How to complete this task: Please tally the lines in the records that include the word "struct" and answer with the bare number.

Records for this task Start Marker

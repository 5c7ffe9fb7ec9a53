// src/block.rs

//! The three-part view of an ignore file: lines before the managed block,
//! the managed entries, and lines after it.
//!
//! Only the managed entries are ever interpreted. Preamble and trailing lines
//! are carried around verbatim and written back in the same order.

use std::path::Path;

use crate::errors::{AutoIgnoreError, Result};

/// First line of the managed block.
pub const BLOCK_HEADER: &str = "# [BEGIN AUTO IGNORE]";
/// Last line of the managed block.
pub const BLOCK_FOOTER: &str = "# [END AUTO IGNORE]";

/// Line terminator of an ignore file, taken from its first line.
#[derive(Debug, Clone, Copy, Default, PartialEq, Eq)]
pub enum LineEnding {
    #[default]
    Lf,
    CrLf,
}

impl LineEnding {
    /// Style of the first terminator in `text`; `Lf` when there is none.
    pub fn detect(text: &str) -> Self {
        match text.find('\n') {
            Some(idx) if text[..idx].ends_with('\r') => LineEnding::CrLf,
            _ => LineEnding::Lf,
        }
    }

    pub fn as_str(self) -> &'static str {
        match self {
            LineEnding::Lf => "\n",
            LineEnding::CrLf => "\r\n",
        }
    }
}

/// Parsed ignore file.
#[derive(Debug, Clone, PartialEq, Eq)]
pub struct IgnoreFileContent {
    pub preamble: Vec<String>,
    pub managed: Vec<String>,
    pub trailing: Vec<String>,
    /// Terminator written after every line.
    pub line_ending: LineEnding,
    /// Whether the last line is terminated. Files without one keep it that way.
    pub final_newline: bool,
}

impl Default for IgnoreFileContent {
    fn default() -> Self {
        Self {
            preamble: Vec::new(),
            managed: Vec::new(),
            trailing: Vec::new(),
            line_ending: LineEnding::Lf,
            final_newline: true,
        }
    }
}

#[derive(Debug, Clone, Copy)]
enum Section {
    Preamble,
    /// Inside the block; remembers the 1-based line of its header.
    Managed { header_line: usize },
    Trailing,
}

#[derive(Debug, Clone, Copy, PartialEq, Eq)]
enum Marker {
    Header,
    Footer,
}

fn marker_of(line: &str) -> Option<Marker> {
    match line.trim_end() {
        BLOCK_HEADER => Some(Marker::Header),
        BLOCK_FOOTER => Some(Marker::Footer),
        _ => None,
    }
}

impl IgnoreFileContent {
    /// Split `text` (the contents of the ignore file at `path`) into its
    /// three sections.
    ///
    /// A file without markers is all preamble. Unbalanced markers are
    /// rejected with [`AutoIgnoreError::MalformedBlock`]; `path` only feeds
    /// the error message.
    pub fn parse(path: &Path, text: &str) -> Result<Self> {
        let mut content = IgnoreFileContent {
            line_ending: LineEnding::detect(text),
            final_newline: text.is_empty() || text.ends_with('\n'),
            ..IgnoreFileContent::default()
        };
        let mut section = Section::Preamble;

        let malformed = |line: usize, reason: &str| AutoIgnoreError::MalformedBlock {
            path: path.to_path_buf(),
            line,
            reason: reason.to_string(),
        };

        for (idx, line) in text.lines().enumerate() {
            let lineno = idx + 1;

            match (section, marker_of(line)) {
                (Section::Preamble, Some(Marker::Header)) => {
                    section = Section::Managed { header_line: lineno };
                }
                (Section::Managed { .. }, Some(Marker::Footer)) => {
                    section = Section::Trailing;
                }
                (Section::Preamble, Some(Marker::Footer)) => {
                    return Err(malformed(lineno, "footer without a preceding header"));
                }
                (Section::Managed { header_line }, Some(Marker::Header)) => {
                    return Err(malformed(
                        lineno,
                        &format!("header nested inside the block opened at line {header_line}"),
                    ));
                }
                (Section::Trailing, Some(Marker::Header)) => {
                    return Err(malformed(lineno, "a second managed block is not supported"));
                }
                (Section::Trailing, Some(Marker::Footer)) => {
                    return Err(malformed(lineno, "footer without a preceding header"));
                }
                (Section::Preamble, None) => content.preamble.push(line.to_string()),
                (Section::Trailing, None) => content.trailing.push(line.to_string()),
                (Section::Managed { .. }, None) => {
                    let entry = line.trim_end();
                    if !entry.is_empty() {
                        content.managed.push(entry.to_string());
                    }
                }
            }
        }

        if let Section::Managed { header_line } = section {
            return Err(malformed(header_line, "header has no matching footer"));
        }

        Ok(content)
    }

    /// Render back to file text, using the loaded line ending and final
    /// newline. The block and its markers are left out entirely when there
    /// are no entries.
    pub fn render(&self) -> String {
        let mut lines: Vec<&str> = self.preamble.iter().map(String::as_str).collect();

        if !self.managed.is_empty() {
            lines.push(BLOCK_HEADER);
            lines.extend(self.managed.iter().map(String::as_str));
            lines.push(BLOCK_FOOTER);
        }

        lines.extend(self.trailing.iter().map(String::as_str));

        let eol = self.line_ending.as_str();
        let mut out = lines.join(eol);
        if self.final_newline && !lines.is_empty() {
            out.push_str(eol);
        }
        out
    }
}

Records for this task End Marker
Records for this task Start Marker

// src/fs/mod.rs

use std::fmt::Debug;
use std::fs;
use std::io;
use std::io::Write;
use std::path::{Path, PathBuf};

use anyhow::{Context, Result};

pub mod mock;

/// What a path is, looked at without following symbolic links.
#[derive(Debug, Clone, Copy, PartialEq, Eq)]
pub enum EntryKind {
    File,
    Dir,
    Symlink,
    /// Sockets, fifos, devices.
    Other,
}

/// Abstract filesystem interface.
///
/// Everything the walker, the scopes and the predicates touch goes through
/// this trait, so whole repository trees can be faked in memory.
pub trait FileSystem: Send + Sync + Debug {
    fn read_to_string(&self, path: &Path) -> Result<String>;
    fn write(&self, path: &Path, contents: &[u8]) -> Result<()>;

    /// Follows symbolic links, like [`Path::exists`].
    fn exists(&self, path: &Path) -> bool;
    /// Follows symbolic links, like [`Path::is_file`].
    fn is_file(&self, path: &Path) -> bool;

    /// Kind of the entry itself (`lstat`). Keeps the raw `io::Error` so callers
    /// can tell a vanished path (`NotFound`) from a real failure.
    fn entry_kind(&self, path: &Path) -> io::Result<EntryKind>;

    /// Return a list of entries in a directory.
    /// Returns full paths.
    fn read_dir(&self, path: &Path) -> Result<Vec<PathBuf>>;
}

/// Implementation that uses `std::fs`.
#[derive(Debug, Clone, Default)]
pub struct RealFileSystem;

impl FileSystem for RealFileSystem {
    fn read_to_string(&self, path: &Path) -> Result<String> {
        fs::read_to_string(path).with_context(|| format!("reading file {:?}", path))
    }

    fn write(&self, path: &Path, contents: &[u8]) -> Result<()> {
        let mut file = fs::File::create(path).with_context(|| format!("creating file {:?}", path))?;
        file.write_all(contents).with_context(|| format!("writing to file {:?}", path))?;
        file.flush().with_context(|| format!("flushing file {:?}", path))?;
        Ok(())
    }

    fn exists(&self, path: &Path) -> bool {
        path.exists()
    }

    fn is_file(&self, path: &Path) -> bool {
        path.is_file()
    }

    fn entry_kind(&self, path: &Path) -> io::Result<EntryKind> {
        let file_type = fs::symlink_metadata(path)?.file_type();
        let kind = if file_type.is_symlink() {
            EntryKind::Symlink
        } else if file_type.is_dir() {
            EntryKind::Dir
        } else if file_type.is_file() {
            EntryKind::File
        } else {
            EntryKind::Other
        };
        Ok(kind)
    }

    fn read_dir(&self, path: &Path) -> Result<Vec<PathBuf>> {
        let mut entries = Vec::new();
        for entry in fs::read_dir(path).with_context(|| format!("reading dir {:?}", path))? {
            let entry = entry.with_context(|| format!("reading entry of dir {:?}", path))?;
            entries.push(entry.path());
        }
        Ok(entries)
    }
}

Records for this task End Marker

Solved problem: 2